** Source data follows **

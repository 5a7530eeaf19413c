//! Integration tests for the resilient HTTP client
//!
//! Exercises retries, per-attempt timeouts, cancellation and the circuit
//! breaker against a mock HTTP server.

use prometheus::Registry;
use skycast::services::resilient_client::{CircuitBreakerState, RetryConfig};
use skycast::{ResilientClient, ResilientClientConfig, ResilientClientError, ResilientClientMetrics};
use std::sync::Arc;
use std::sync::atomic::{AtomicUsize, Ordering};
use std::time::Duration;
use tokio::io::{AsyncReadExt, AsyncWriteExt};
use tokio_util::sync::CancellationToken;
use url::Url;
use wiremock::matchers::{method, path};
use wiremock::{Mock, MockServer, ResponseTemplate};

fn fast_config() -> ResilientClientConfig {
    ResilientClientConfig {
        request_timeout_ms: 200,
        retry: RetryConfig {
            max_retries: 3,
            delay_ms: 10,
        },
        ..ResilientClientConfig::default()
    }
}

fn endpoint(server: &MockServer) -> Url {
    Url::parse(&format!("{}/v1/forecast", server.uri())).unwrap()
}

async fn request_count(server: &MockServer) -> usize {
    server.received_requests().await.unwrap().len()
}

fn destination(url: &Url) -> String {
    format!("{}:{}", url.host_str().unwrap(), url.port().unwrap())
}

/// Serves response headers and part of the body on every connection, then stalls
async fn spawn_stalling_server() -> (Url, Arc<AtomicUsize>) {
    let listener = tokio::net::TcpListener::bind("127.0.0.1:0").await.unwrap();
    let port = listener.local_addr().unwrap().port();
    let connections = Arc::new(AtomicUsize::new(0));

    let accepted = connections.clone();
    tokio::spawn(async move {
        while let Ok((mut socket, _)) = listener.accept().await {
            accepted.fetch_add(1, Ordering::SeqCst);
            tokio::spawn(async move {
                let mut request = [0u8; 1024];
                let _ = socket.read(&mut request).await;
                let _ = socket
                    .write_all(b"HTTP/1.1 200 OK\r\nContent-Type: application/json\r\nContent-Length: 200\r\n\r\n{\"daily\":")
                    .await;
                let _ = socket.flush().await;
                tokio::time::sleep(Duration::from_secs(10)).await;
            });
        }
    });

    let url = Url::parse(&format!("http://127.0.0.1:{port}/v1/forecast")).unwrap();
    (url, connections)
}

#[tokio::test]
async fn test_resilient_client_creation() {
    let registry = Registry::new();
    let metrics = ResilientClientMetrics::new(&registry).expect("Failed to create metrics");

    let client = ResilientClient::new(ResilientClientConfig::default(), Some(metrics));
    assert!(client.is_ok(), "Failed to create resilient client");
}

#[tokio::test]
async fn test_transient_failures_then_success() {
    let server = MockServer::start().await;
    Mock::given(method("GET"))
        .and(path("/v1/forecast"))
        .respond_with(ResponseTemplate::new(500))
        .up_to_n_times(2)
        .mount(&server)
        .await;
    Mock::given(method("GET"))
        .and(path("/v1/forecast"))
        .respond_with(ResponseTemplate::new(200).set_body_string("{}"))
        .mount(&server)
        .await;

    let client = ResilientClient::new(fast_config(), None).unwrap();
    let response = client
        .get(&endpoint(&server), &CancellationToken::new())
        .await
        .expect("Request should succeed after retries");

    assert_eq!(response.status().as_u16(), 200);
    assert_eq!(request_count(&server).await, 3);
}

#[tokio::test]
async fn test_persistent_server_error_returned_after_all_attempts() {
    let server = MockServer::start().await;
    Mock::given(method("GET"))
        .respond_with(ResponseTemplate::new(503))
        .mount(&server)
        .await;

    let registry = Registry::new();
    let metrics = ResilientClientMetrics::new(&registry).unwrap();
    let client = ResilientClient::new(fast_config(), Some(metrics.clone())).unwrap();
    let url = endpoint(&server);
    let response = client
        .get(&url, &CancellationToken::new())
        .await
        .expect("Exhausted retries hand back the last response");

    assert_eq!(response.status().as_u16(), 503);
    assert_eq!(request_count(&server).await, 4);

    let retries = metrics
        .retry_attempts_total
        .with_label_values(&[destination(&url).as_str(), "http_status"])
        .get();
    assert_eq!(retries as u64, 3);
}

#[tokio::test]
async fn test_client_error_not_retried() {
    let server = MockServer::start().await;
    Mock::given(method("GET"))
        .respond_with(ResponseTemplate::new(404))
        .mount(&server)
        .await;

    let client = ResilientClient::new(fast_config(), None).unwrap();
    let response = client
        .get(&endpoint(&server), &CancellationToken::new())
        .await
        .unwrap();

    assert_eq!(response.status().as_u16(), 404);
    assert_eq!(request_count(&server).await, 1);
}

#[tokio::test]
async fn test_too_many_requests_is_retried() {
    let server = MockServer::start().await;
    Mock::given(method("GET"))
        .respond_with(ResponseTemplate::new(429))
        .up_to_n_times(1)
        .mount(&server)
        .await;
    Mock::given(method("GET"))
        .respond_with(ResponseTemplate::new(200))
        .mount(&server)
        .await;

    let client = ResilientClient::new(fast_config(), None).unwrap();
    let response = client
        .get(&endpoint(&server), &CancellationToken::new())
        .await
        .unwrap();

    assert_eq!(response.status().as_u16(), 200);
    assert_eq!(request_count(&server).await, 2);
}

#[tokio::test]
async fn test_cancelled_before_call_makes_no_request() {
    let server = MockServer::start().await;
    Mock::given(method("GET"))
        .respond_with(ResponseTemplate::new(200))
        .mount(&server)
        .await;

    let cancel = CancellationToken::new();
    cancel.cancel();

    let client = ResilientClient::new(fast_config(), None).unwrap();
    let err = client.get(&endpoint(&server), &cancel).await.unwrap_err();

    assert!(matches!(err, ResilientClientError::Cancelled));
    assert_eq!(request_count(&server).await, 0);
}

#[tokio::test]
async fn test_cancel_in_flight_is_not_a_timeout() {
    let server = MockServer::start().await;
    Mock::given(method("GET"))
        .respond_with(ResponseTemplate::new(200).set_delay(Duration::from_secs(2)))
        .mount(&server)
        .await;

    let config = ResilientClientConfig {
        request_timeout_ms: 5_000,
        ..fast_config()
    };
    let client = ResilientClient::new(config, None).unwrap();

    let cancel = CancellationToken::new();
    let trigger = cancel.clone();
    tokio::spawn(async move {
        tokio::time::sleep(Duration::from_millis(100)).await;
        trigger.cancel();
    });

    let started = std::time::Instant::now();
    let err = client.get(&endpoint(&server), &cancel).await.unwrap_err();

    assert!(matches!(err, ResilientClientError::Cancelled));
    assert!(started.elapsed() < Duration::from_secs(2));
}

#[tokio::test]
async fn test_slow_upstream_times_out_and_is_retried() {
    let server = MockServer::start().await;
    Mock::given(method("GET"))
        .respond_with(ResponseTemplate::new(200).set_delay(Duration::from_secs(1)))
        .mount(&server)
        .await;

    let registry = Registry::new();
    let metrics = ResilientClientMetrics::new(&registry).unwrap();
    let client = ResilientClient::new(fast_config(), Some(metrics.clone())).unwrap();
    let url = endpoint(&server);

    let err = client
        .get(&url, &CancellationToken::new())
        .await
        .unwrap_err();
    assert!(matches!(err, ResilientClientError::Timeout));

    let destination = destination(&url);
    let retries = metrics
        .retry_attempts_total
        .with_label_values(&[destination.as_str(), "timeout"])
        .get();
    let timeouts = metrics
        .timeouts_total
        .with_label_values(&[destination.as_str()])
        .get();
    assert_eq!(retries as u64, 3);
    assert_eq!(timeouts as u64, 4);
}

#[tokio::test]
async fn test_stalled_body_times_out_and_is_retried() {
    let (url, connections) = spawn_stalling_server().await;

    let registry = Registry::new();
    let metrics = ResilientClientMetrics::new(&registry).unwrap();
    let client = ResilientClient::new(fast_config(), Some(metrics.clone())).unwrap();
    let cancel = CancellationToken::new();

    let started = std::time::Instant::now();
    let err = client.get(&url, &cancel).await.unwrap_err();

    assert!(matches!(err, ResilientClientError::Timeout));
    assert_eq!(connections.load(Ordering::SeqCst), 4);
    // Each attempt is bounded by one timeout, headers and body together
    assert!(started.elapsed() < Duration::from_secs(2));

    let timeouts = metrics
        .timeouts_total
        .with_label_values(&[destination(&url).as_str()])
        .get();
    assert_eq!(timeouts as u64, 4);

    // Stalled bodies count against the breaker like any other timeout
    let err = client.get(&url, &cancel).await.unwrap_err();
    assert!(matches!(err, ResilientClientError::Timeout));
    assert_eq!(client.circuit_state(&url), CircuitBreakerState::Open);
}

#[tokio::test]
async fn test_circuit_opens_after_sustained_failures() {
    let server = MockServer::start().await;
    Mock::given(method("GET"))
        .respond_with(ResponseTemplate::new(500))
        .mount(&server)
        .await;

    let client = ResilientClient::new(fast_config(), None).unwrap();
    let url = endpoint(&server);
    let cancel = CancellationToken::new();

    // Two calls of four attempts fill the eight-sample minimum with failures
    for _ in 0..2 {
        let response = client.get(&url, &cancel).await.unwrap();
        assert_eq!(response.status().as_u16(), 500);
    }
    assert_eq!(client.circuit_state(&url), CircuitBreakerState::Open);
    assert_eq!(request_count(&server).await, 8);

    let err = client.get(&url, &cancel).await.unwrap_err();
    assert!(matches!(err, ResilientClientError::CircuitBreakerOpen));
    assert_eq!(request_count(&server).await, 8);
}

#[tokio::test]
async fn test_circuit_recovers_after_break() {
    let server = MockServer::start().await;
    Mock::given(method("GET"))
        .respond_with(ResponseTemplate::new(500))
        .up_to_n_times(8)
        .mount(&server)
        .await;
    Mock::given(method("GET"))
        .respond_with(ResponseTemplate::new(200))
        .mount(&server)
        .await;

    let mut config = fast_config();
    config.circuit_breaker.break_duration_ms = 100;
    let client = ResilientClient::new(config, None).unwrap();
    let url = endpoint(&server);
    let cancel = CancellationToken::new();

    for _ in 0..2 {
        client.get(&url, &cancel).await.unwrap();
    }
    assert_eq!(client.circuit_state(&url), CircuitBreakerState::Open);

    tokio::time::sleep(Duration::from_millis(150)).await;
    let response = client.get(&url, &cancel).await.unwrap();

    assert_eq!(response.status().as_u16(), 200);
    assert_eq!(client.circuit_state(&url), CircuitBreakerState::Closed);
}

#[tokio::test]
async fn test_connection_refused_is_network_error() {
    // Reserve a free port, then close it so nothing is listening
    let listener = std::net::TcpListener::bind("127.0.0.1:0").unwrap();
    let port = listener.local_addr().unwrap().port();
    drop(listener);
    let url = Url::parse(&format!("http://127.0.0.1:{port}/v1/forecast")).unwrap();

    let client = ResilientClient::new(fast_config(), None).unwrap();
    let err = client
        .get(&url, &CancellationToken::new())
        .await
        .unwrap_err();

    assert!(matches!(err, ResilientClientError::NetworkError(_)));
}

** End of Source data **

Work to complete
Give the number of lines in the records that contain the string "Failed", and nothing besides.

Solution
2